▸ WORK ITEM: Once the line containing "let file = std::fs::File::create(path).map_err(|e|" is found, set down that line and each one after it exactly, through the end of the entries.

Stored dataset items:
_ _ _ _ _ _ _
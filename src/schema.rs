//! JSON report of one benchmark session.
//!
//! The CSV table only carries label, memory and time. The report keeps
//! everything needed to judge a run later: where and on what it ran, how many
//! trials went into each row and whether the method agreed with the reference.

use serde::{Deserialize, Serialize};

use crate::method::Method;

pub const SCHEMA_VERSION: u32 = 1;

/// Top-level report written to `<output_dir>/<instance>-<timestamp>-<commit>.json`.
#[derive(Debug, Clone, Serialize, Deserialize)]
pub struct BenchmarkReport {
    pub schema_version: u32,
    pub metadata: RunMetadata,
    pub session: SessionInfo,
    /// One entry per method, in testing order.
    pub results: Vec<MethodResult>,
    #[serde(default, skip_serializing_if = "Vec::is_empty")]
    pub warnings: Vec<String>,
    /// Set when the session stopped early; `results` then holds what was
    /// collected before the abort.
    #[serde(default, skip_serializing_if = "Option::is_none")]
    pub aborted: Option<String>,
}

/// Environment captured when the session starts.
#[derive(Debug, Clone, Serialize, Deserialize)]
pub struct RunMetadata {
    /// ISO 8601, UTC.
    pub timestamp: String,
    #[serde(skip_serializing_if = "Option::is_none")]
    pub git_commit: Option<String>,
    #[serde(skip_serializing_if = "Option::is_none")]
    pub git_branch: Option<String>,
    #[serde(skip_serializing_if = "Option::is_none")]
    pub git_dirty: Option<bool>,
    pub harness_version: String,
    pub hardware: HardwareInfo,
}

#[derive(Debug, Clone, Serialize, Deserialize)]
pub struct HardwareInfo {
    pub cpu: String,
    pub cores: usize,
    pub ram_gb: u64,
    pub os: String,
    pub arch: String,
}

/// Inputs shared by every method of the session.
#[derive(Debug, Clone, Serialize, Deserialize)]
pub struct SessionInfo {
    pub instance: String,
    pub query_set: String,
    pub query_count: usize,
    pub runs: usize,
    pub reference: Method,
}

#[derive(Debug, Clone, Serialize, Deserialize)]
pub struct MethodResult {
    pub method: Method,
    pub label: String,
    pub structure: String,
    pub metrics: MethodMetrics,
}

#[derive(Debug, Clone, Default, Serialize, Deserialize)]
pub struct MethodMetrics {
    pub memory_mib: f64,
    pub time_per_query_us: f64,
    /// Trials that went into the means.
    pub trials: usize,
    /// Trials thrown away because their measurements did not parse.
    #[serde(default)]
    pub discarded_trials: usize,
    pub consistent: bool,
    /// "reference", "match" or "mismatch".
    pub validation: String,
    #[serde(skip_serializing_if = "Option::is_none")]
    pub first_divergence: Option<usize>,
}
//! Result Collector: the ordered memory/time comparison table.
//!
//! Rows keep the order in which methods were tested. The CSV form has a
//! `label,memory,time` header; extra columns (such as the unnamed index
//! column a dataframe export adds) are ignored when reading.

use std::fmt::Write as _;
use std::io;
use std::path::Path;

use serde::{Deserialize, Serialize};

use crate::error::{HarnessError, Result};

pub const COLUMNS: [&str; 3] = ["label", "memory", "time"];

/// One method's line: memory in MiB, time in microseconds per query.
#[derive(Debug, Clone, PartialEq, Serialize, Deserialize)]
pub struct ComparisonRow {
    pub label: String,
    pub memory: f64,
    pub time: f64,
}

impl ComparisonRow {
    pub fn new(label: &str, memory: f64, time: f64) -> Self {
        Self {
            label: label.to_string(),
            memory,
            time,
        }
    }
}

/// Append-only table of comparison rows.
#[derive(Debug, Clone, Default, PartialEq)]
pub struct ResultTable {
    rows: Vec<ComparisonRow>,
}

impl ResultTable {
    pub fn new() -> Self {
        Self::default()
    }

    pub fn push(&mut self, row: ComparisonRow) {
        self.rows.push(row);
    }

    pub fn rows(&self) -> &[ComparisonRow] {
        &self.rows
    }

    pub fn len(&self) -> usize {
        self.rows.len()
    }

    pub fn is_empty(&self) -> bool {
        self.rows.is_empty()
    }

    /// `(label, memory, time)` triples in [`COLUMNS`] order.
    pub fn to_table(&self) -> Vec<(&str, f64, f64)> {
        self.rows
            .iter()
            .map(|r| (r.label.as_str(), r.memory, r.time))
            .collect()
    }

    pub fn write_csv<W: io::Write>(&self, writer: W) -> Result<()> {
        let mut wtr = csv::WriterBuilder::new()
            .has_headers(false)
            .from_writer(writer);
        wtr.write_record(COLUMNS)?;
        for row in &self.rows {
            wtr.serialize(row)?;
        }
        wtr.flush().map_err(csv::Error::from)?;
        Ok(())
    }

    pub fn read_csv<R: io::Read>(reader: R) -> Result<Self> {
        let mut rdr = csv::ReaderBuilder::new().from_reader(reader);
        let rows = rdr
            .deserialize()
            .collect::<std::result::Result<Vec<ComparisonRow>, _>>()?;
        Ok(Self { rows })
    }

    pub fn save_csv(&self, path: &Path) -> Result<()> {
        if let Some(parent) = path.parent().filter(|p| !p.as_os_str().is_empty()) {
            std::fs::create_dir_all(parent).map_err(|e| HarnessError::io(parent, e))?;
        }
        let file = std::fs::File::create(path).map_err(|e| HarnessError::io(path, e))?;
        self.write_csv(io::BufWriter::new(file))
    }

    pub fn load_csv(path: &Path) -> Result<Self> {
        let file = std::fs::File::open(path).map_err(|e| HarnessError::io(path, e))?;
        Self::read_csv(io::BufReader::new(file))
    }

    /// Fixed-width rendering for terminal output.
    pub fn render(&self) -> String {
        let width = self
            .rows
            .iter()
            .map(|r| r.label.len())
            .max()
            .unwrap_or(0)
            .max("method".len());

        let mut out = String::new();
        let _ = writeln!(
            out,
            "  {:<width$}  {:>12}  {:>15}",
            "method", "memory (MiB)", "time (us/query)",
        );
        let _ = writeln!(out, "  {}", "-".repeat(width + 31));
        for row in &self.rows {
            let _ = writeln!(
                out,
                "  {:<width$}  {:>12.2}  {:>15.3}",
                row.label, row.memory, row.time,
            );
        }
        out
    }
}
_ _ _ _ _ _ _
▸ TASK RESPONSE:
        let file = std::fs::File::create(path).map_err(|e| HarnessError::io(path, e))?;
        self.write_csv(io::BufWriter::new(file))
    }

    pub fn load_csv(path: &Path) -> Result<Self> {
        let file = std::fs::File::open(path).map_err(|e| HarnessError::io(path, e))?;
        Self::read_csv(io::BufReader::new(file))
    }

    /// Fixed-width rendering for terminal output.
    pub fn render(&self) -> String {
        let width = self
            .rows
            .iter()
            .map(|r| r.label.len())
            .max()
            .unwrap_or(0)
            .max("method".len());

        let mut out = String::new();
        let _ = writeln!(
            out,
            "  {:<width$}  {:>12}  {:>15}",
            "method", "memory (MiB)", "time (us/query)",
        );
        let _ = writeln!(out, "  {}", "-".repeat(width + 31));
        for row in &self.rows {
            let _ = writeln!(
                out,
                "  {:<width$}  {:>12.2}  {:>15.3}",
                row.label, row.memory, row.time,
            );
        }
        out
    }
}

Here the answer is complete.